Куда интереснее, чем искать для Карла Анжуйского место на морализаторской шкале «хороший — плохой», попытаться ответить на вопрос: что он все-таки представлял собой как личность? В предыдущих главах этот вопрос так или иначе затрагивался, мы неизбежно будем возвращаться к нему и дальше. Но сейчас попробуем создать набросок общего портрета, к которому позднее добавятся лишь некоторые существенные штрихи.

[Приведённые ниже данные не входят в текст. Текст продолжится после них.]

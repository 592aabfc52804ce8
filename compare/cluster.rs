// ========================================================================================
//
//                 CLUSTER BUILDER: GREEDY SIMILARITY-ORDERED JOIN TREE
//
// ========================================================================================
//
// The tree is a heuristic, not an inferred phylogeny. Every ordered pair of sources is
// scored over the shared markers, the pairs are walked from most to least similar, and
// each source is attached the first time it appears as the leading member of a pair.
// The result is a left-deepening chain, rebuilt as a left-nested pairwise tree.

use crate::collection::DatasetCollection;
use crate::intersection::{CommonView, IntersectionIndex};
use crate::similarity::{Metric, SimilarityMatrix};
use crate::types::CallLookup;
use ahash::AHashSet;
use log::info;
use std::fmt;
use thiserror::Error;

#[derive(Debug, Error)]
pub enum ClusterError {
    #[error("clustering needs at least 2 sources, but {found} were loaded")]
    InsufficientData { found: usize },
}

#[derive(Clone, Debug, PartialEq, Eq)]
pub struct Leaf {
    pub source: String,
    /// The call at the annotation marker, when one was requested.
    pub call: Option<CallLookup>,
}

#[derive(Clone, Debug, PartialEq, Eq)]
pub enum ClusterNode {
    Leaf(Leaf),
    Join(Box<ClusterNode>, Box<ClusterNode>),
}

impl ClusterNode {
    pub fn leaf(source: impl Into<String>) -> Self {
        Self::Leaf(Leaf {
            source: source.into(),
            call: None,
        })
    }

    pub fn join(left: ClusterNode, right: ClusterNode) -> Self {
        Self::Join(Box::new(left), Box::new(right))
    }

    /// Left-nests `sources`: the first two form a pair and each later source is
    /// paired with the running node. A single source is returned as a leaf.
    pub fn make_tree<S: Into<String>>(sources: impl IntoIterator<Item = S>) -> Option<Self> {
        let mut sources = sources.into_iter();
        let first = Self::leaf(sources.next()?);
        Some(sources.fold(first, |tree, source| Self::join(tree, Self::leaf(source))))
    }

    pub fn leaves(&self) -> Vec<&Leaf> {
        let mut leaves = Vec::new();
        self.collect_leaves(&mut leaves);
        leaves
    }

    fn collect_leaves<'a>(&'a self, leaves: &mut Vec<&'a Leaf>) {
        match self {
            Self::Leaf(leaf) => leaves.push(leaf),
            Self::Join(left, right) => {
                left.collect_leaves(leaves);
                right.collect_leaves(leaves);
            }
        }
    }

    /// Source names in left-to-right leaf order.
    pub fn flatten(&self) -> Vec<&str> {
        self.leaves()
            .into_iter()
            .map(|leaf| leaf.source.as_str())
            .collect()
    }

    /// Replaces every leaf's call with the call `marker_id` has in that leaf's
    /// full store. Markers missing from a store become `NotAvailable`.
    pub fn annotate(self, collection: &DatasetCollection, marker_id: &str) -> Self {
        match self {
            Self::Leaf(leaf) => {
                let record = collection
                    .store(&leaf.source)
                    .and_then(|store| store.get(marker_id));
                Self::Leaf(Leaf {
                    call: Some(CallLookup::from_record(record)),
                    source: leaf.source,
                })
            }
            Self::Join(left, right) => Self::join(
                left.annotate(collection, marker_id),
                right.annotate(collection, marker_id),
            ),
        }
    }
}

impl fmt::Display for ClusterNode {
    fn fmt(&self, f: &mut fmt::Formatter<'_>) -> fmt::Result {
        match self {
            Self::Leaf(Leaf { source, call: None }) => write!(f, "{source}"),
            Self::Leaf(Leaf {
                source,
                call: Some(call),
            }) => write!(f, "{source}[{call}]"),
            Self::Join(left, right) => write!(f, "({left}, {right})"),
        }
    }
}

/// Walks the sorted pairs once. The best pair seeds the chain; afterwards a pair
/// contributes its leading source only if that source is not yet in the chain.
pub fn greedy_join(matrix: &SimilarityMatrix) -> Option<ClusterNode> {
    let mut pairs = matrix.sorted_pairs().iter();
    let seed = pairs.next()?;

    let mut used: AHashSet<&str> = AHashSet::new();
    used.insert(seed.first.as_str());
    used.insert(seed.second.as_str());
    let mut tree = ClusterNode::join(
        ClusterNode::leaf(seed.first.as_str()),
        ClusterNode::leaf(seed.second.as_str()),
    );

    for pair in pairs {
        if used.insert(pair.first.as_str()) {
            tree = ClusterNode::join(tree, ClusterNode::leaf(pair.first.as_str()));
        }
    }
    Some(tree)
}

/// Builds the similarity-ordered join tree of a collection. `view` is computed
/// from the collection when not supplied. With `marker_id`, each leaf carries
/// that marker's call from its unfiltered store.
pub fn build_phylogeny(
    collection: &DatasetCollection,
    view: Option<&CommonView<'_>>,
    metric: Metric,
    marker_id: Option<&str>,
) -> Result<ClusterNode, ClusterError> {
    let insufficient = || ClusterError::InsufficientData {
        found: collection.len(),
    };
    if collection.len() < 2 {
        return Err(insufficient());
    }

    let computed;
    let view = match view {
        Some(view) => view,
        None => {
            computed = IntersectionIndex::compute(collection).filtered_view(collection);
            &computed
        }
    };

    let matrix = SimilarityMatrix::compute(view, metric);
    let chain = greedy_join(&matrix).ok_or_else(insufficient)?;
    let tree = ClusterNode::make_tree(chain.flatten()).ok_or_else(insufficient)?;
    info!("Built {metric} phylogeny over {} sources: {tree}", collection.len());

    Ok(match marker_id {
        Some(marker_id) => tree.annotate(collection, marker_id),
        None => tree,
    })
}

#[cfg(test)]
mod tests {
    use super::*;
    use crate::store::GenotypeStore;
    use crate::types::MarkerRecord;

    fn store(name: &str, calls: &[(&str, &str)]) -> GenotypeStore {
        GenotypeStore::from_records(
            name,
            calls
                .iter()
                .map(|(id, call)| (id.to_string(), MarkerRecord::new("1", 42, *call))),
        )
    }

    fn collection(stores: Vec<GenotypeStore>) -> DatasetCollection {
        DatasetCollection::from_stores(stores).unwrap()
    }

    #[test]
    fn single_source_cannot_be_clustered() {
        let solo = collection(vec![store("solo", &[("rs1", "AA")])]);
        let err = build_phylogeny(&solo, None, Metric::Identity, None).unwrap_err();
        assert!(matches!(err, ClusterError::InsufficientData { found: 1 }));
    }

    #[test]
    fn two_sources_form_a_single_pair() {
        let pair = collection(vec![
            store("a", &[("rs1", "AA")]),
            store("b", &[("rs1", "AA")]),
        ]);
        let tree = build_phylogeny(&pair, None, Metric::Identity, None).unwrap();
        assert_eq!(
            tree,
            ClusterNode::join(ClusterNode::leaf("a"), ClusterNode::leaf("b"))
        );
        assert_eq!(tree.to_string(), "(a, b)");
    }

    fn family() -> DatasetCollection {
        collection(vec![
            store("x", &[("rs1", "AA"), ("rs2", "AG"), ("rs3", "CT"), ("x_only", "GG")]),
            store("y", &[("rs1", "AA"), ("rs2", "GG"), ("rs3", "CT")]),
            store("z", &[("rs1", "AG"), ("rs2", "AG"), ("rs3", "TT")]),
            store("w", &[("rs1", "TT"), ("rs2", "CC"), ("rs3", "GG")]),
        ])
    }

    #[test]
    fn most_similar_pair_seeds_a_left_deepening_chain() {
        let data = family();
        let tree = build_phylogeny(&data, None, Metric::Identity, None).unwrap();
        // x~y share 2 calls; then x~z share 1; w shares nothing.
        assert_eq!(tree.to_string(), "(((x, y), z), w)");
        assert_eq!(tree.flatten(), vec!["x", "y", "z", "w"]);
    }

    #[test]
    fn supplied_view_gives_the_same_tree() {
        let data = family();
        let index = IntersectionIndex::compute(&data);
        let view = index.filtered_view(&data);
        assert_eq!(
            build_phylogeny(&data, Some(&view), Metric::Identity, None).unwrap(),
            build_phylogeny(&data, None, Metric::Identity, None).unwrap()
        );
    }

    #[test]
    fn leaves_are_annotated_from_unfiltered_stores() {
        let data = family();
        let tree = build_phylogeny(&data, None, Metric::Identity, Some("x_only")).unwrap();
        let calls: Vec<_> = tree
            .leaves()
            .into_iter()
            .map(|leaf| (leaf.source.as_str(), leaf.call.clone()))
            .collect();
        assert_eq!(
            calls,
            vec![
                ("x", Some(CallLookup::Called("GG".into()))),
                ("y", Some(CallLookup::NotAvailable)),
                ("z", Some(CallLookup::NotAvailable)),
                ("w", Some(CallLookup::NotAvailable)),
            ]
        );
        assert_eq!(tree.to_string(), "(((x[GG], y[N/A]), z[N/A]), w[N/A])");
    }

    #[test]
    fn make_tree_left_nests() {
        assert_eq!(ClusterNode::make_tree(Vec::<String>::new()), None);
        assert_eq!(ClusterNode::make_tree(["a"]), Some(ClusterNode::leaf("a")));
        let tree = ClusterNode::make_tree(["a", "b", "c"]).unwrap();
        assert_eq!(
            tree,
            ClusterNode::join(
                ClusterNode::join(ClusterNode::leaf("a"), ClusterNode::leaf("b")),
                ClusterNode::leaf("c")
            )
        );
    }
}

Пожалуй, ядро, основу его характера составляло чрезвычайное упорство. Кроме ленного — Анжуйский, Карлу I, в отличие от некоторых других королей-современников, вроде Людовика IX Святого или Альфонсо X Мудрого, ни при жизни, ни после смерти не досталось прозвища, которое прочно бы закрепилось за ним в истории
[123]. Если же попробовать выдумать подходящее, я бы остановился на таком: Непреклонный. Не имея почти никаких достоверных свидетельств о ранних годах жизни Карла, трудно судить, откуда взялась эта его черта. Можно предположить, что по крайней мере отчасти она была перенята от матери, Бланки Кастильской. Эта кастильская принцесса вряд ли преуспела бы в качестве правительницы Французского королевства, унаследованного ею от рано умершего мужа не в лучшем состоянии, не будь ей присущи те твердость и целеустремленность, которыми впоследствии отличался и ее младший сын. Позднее папа Николай III, имевший непростые отношения с Карлом, тоже говорил об испанском наследстве сицилийского короля, приписывая этому наследству, однако, другую черту Карла — «ясный ум»

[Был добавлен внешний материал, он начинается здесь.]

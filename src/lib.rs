//! Tilt Bounce - a body bouncing in a box, felt through haptics and sound
//!
//! Core modules:
//! - `sim`: Deterministic simulation (integration, wall collisions, gravity mailbox)
//! - `feedback`: Impact-to-pattern mapping and fire-and-forget playback scheduling
//! - `motion`: Gravity sample sources feeding the simulation
//! - `config`: Externally supplied calibration and tuning

pub mod config;
pub mod feedback;
pub mod motion;
pub mod sim;

pub use config::{Config, ConfigError, MappingConfig, PhysicsConfig, PlaybackConfig, SharpnessCurve};
pub use feedback::{
    CollisionEventMapper, DispatchOutcome, DispatchStats, EngineState, FeedbackEngine,
    FeedbackError, FeedbackPipeline, PatternDescriptor, PlaybackScheduler, PlayerHandle,
};
pub use sim::{Body, Boundary, CollisionEvent, GravityMailbox, PhysicsSimulator, Wall};

/// Runtime constants
pub mod consts {
    /// Fixed simulation timestep (120 Hz for smooth physics)
    pub const SIM_DT: f32 = 1.0 / 120.0;
    /// Maximum substeps per frame to prevent spiral of death
    pub const MAX_SUBSTEPS: u32 = 8;
    /// Longest frame the stepper will account for (tab switches, debugger pauses)
    pub const MAX_FRAME_DT: f32 = 0.1;

    /// Default pitch offset for the audio half of a pattern
    pub const DEFAULT_AUDIO_PITCH: f32 = -0.15;
}

/// Linear interpolation from `a` to `b`, exact at both endpoints.
///
/// Non-decreasing in `t` when `a <= b`, which the mapper relies on for
/// volume and decay.
#[inline]
pub fn lerp(a: f32, b: f32, t: f32) -> f32 {
    if t <= 0.0 {
        a
    } else if t >= 1.0 {
        b
    } else {
        (a + (b - a) * t).min(b)
    }
}

/// True when both components are finite (no NaN or infinity)
#[inline]
pub fn is_finite_vec(v: glam::Vec2) -> bool {
    v.x.is_finite() && v.y.is_finite()
}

. Возможно, тому способствовала тогдашняя репутация кастильского королевского рода, чьи наиболее значительные представители в XIII веке, Фердинанд III (племянник Бланки и двоюродный брат Карла) и его сын Альфонс X, пользовались славой ученых мужей и мудрых законодателей.

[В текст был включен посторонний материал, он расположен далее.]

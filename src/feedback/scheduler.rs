//! Fire-and-forget playback scheduling
//!
//! The scheduler owns the engine and its lifecycle:
//!
//! ```text
//! Stopped ──start──▶ Starting ──ok──▶ Running
//!                       │                │ interrupted / reset
//!                       ▼ err            ▼
//!                    Failed ◀─────────── Failed
//!                       │ restart attempt
//!                       └──────▶ Starting
//! ```
//!
//! Dispatch only reaches the engine in `Running`. Anything that goes wrong is
//! logged and the event is dropped; nothing here returns an error to the
//! simulation.

use std::sync::Arc;
use std::sync::atomic::{AtomicU8, Ordering};

use super::engine::{FeedbackEngine, FeedbackError, PlayerHandle, StartTime};
use super::mapper::PatternDescriptor;
use crate::config::PlaybackConfig;

/// Engine lifecycle state
#[derive(Debug, Clone, Copy, PartialEq, Eq)]
pub enum EngineState {
    Stopped,
    Starting,
    Running,
    Failed,
}

impl EngineState {
    pub fn as_str(&self) -> &'static str {
        match self {
            EngineState::Stopped => "stopped",
            EngineState::Starting => "starting",
            EngineState::Running => "running",
            EngineState::Failed => "failed",
        }
    }
}

/// Backend notifications that take a running engine down
#[derive(Debug, Clone, Copy, PartialEq, Eq)]
pub enum EngineEvent {
    /// Playback was interrupted (another app took the audio session, etc.)
    Interrupted,
    /// The backend reset and lost its state
    Reset,
}

const SIGNAL_NONE: u8 = 0;
const SIGNAL_INTERRUPTED: u8 = 1;
const SIGNAL_RESET: u8 = 2;

/// Thread-safe flag the backend glue raises from its own callbacks.
///
/// The scheduler picks it up at the start of its next dispatch.
#[derive(Debug, Clone, Default)]
pub struct InterruptSignal(Arc<AtomicU8>);

impl InterruptSignal {
    pub fn raise(&self, event: EngineEvent) {
        let code = match event {
            EngineEvent::Interrupted => SIGNAL_INTERRUPTED,
            EngineEvent::Reset => SIGNAL_RESET,
        };
        self.0.store(code, Ordering::Release);
    }

    /// Take the pending event, if any
    pub fn take(&self) -> Option<EngineEvent> {
        match self.0.swap(SIGNAL_NONE, Ordering::AcqRel) {
            SIGNAL_INTERRUPTED => Some(EngineEvent::Interrupted),
            SIGNAL_RESET => Some(EngineEvent::Reset),
            _ => None,
        }
    }
}

/// What happened to one dispatched descriptor
#[derive(Debug, Clone, Copy, PartialEq, Eq)]
pub enum DispatchOutcome {
    /// A player was created and started
    Started,
    /// Dropped by the minimum-spacing limiter
    Suppressed,
    /// Dropped because the engine is not running
    EngineDown,
    /// Pattern creation or player start failed; dropped
    Failed,
}

/// Running counts of dispatch outcomes
#[derive(Debug, Clone, Copy, Default, PartialEq, Eq)]
pub struct DispatchStats {
    pub started: u64,
    pub suppressed: u64,
    pub dropped_engine_down: u64,
    pub failed: u64,
    pub players_created: u64,
    pub restart_attempts: u64,
    pub restarts_failed: u64,
}

impl DispatchStats {
    pub fn total(&self) -> u64 {
        self.started + self.suppressed + self.dropped_engine_down + self.failed
    }
}

/// Optional minimum spacing between played events
#[derive(Debug, Clone)]
struct SpacingLimiter {
    min_spacing: f64,
    last_played: Option<f64>,
}

impl SpacingLimiter {
    fn new(min_spacing: f32) -> Self {
        Self {
            min_spacing: min_spacing as f64,
            last_played: None,
        }
    }

    /// Admit an event at `timestamp`, recording it if admitted
    fn admit(&mut self, timestamp: f64) -> bool {
        if let Some(last) = self.last_played {
            // A clock that went backwards restarts the window
            if timestamp >= last && timestamp - last < self.min_spacing {
                return false;
            }
        }
        self.last_played = Some(timestamp);
        true
    }
}

/// Owns a feedback engine and plays descriptors on it
pub struct PlaybackScheduler<E: FeedbackEngine> {
    engine: E,
    state: EngineState,
    auto_restart: bool,
    restart_interval: f64,
    last_restart_attempt: Option<f64>,
    limiter: Option<SpacingLimiter>,
    interrupts: InterruptSignal,
    stats: DispatchStats,
}

impl<E: FeedbackEngine> PlaybackScheduler<E> {
    pub fn new(engine: E, config: &PlaybackConfig) -> Self {
        Self {
            engine,
            state: EngineState::Stopped,
            auto_restart: config.auto_restart,
            restart_interval: config.restart_interval.max(0.0) as f64,
            last_restart_attempt: None,
            limiter: config.min_event_spacing.map(SpacingLimiter::new),
            interrupts: InterruptSignal::default(),
            stats: DispatchStats::default(),
        }
    }

    pub fn state(&self) -> EngineState {
        self.state
    }

    pub fn stats(&self) -> DispatchStats {
        self.stats
    }

    pub fn engine(&self) -> &E {
        &self.engine
    }

    pub fn engine_mut(&mut self) -> &mut E {
        &mut self.engine
    }

    /// Handle for the backend glue to report interruptions
    pub fn interrupt_signal(&self) -> InterruptSignal {
        self.interrupts.clone()
    }

    /// Start (or restart) the engine.
    ///
    /// The error is returned so startup can surface it once; the scheduler
    /// itself keeps working in degraded mode either way.
    pub fn start(&mut self) -> Result<(), FeedbackError> {
        if self.state == EngineState::Running {
            return Ok(());
        }
        let was = self.state;
        self.state = EngineState::Starting;
        match self.engine.start() {
            Ok(()) => {
                self.state = EngineState::Running;
                if was == EngineState::Failed {
                    log::info!("Feedback engine restarted");
                } else {
                    log::info!("Feedback engine started");
                }
                Ok(())
            }
            Err(e) => {
                self.state = EngineState::Failed;
                // Only the first failure after a working state is worth a warning
                if was == EngineState::Failed {
                    log::debug!("Feedback engine restart failed: {e}");
                } else {
                    log::warn!("{e} - continuing without feedback");
                }
                Err(e)
            }
        }
    }

    /// Record a backend interruption or reset
    pub fn handle_engine_event(&mut self, event: EngineEvent) {
        if self.state == EngineState::Running {
            log::warn!("Feedback engine {event:?}; will restart before next event");
            self.state = EngineState::Failed;
            self.last_restart_attempt = None;
        }
    }

    /// Stop the engine and future dispatches. Playback in flight continues.
    pub fn shutdown(&mut self) {
        if self.state != EngineState::Stopped {
            self.engine.stop();
            self.state = EngineState::Stopped;
            log::info!("Feedback engine stopped");
        }
    }

    /// Play a descriptor now, fire-and-forget.
    ///
    /// `timestamp` is the simulation time of the collision; it drives the
    /// spacing limiter and restart pacing.
    pub fn dispatch(&mut self, descriptor: &PatternDescriptor, timestamp: f64) -> DispatchOutcome {
        if let Some(event) = self.interrupts.take() {
            self.handle_engine_event(event);
        }

        if self.state == EngineState::Failed && self.auto_restart && self.restart_due(timestamp) {
            self.last_restart_attempt = Some(timestamp);
            self.stats.restart_attempts += 1;
            if self.start().is_err() {
                self.stats.restarts_failed += 1;
            }
        }

        if self.state != EngineState::Running {
            log::debug!("Feedback engine {}; dropping event", self.state.as_str());
            self.stats.dropped_engine_down += 1;
            return DispatchOutcome::EngineDown;
        }

        if let Some(limiter) = &mut self.limiter {
            if !limiter.admit(timestamp) {
                log::trace!("Event at {timestamp:.3}s inside minimum spacing; suppressed");
                self.stats.suppressed += 1;
                return DispatchOutcome::Suppressed;
            }
        }

        match self.play(descriptor) {
            Ok(()) => {
                self.stats.started += 1;
                DispatchOutcome::Started
            }
            Err(e) => {
                log::warn!("Dropping feedback event: {e}");
                self.stats.failed += 1;
                if matches!(e, FeedbackError::EngineUnavailable(_)) {
                    self.state = EngineState::Failed;
                    self.last_restart_attempt = None;
                }
                DispatchOutcome::Failed
            }
        }
    }

    fn restart_due(&self, timestamp: f64) -> bool {
        match self.last_restart_attempt {
            None => true,
            Some(last) => timestamp < last || timestamp - last >= self.restart_interval,
        }
    }

    fn play(&mut self, descriptor: &PatternDescriptor) -> Result<(), FeedbackError> {
        let pattern = self.engine.build_pattern(descriptor)?;
        let mut player = self.engine.create_player(&pattern)?;
        self.stats.players_created += 1;
        player.start(StartTime::Immediate)
        // `player` drops here; playback is the engine's business now
    }
}

impl<E: FeedbackEngine> Drop for PlaybackScheduler<E> {
    fn drop(&mut self) {
        self.shutdown();
    }
}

Своими успехами Карл был обязан счастливому для политика и военачальника сочетанию трех качеств. К уже упомянутому упорству в достижении поставленной цели следует добавить его немалую самоуверенность. Она опиралась прежде всего на веру Карла в Бога и в миссию, возложенную Всевышним на него самого и весь род Капетингов. Доказательства тому уже приводились — это и показания Карла I церковной комиссии, собиравшей материалы для канонизации его старшего брата, и высказывание, приписываемое королю после начала «Сицилийской вечерни», о том, что если Господь вздумал низвергнуть его, Карла, «то пусть его падение будет медленным». Как мы увидим, действия Карла Анжуйского в последние три года жизни, когда его главной задачей стало вначале подавление мятежа на Сицилии, а затем — ее отвоевание у Арагона, говорят скорее о том, что этот человек, не чуждый ни формальному благочестию, ни, вполне возможно, глубокому религиозному чувству
[124], не допускал и мысли о том, что в конце концов он может быть действительно низвергнут судьбой, или, говоря христианским языком, неисповедимой волей Господней. В конце концов, у Карла за плечами был опыт злополучного крестового похода 1270 года, когда на крестоносцев, в том числе непосредственно на династию Капетингов, обрушилось множество несчастий, и лишь он, сицилийский король, не только сохранил жизнь и здоровье, но и добился определенного успеха, заключив с тунисским эмиром мир на выгодных условиях. Он, младший принц, отделенный от французской короны чередой старших братьев и их потомством, добыл себе другую, лишь немногим менее блестящую корону, а после смерти Людовика IX и Альфонса де Пуатье стал старейшиной французского королевского рода, влиятельным советником и покровителем молодого Филиппа III. Как тут не посчитать себя избранным?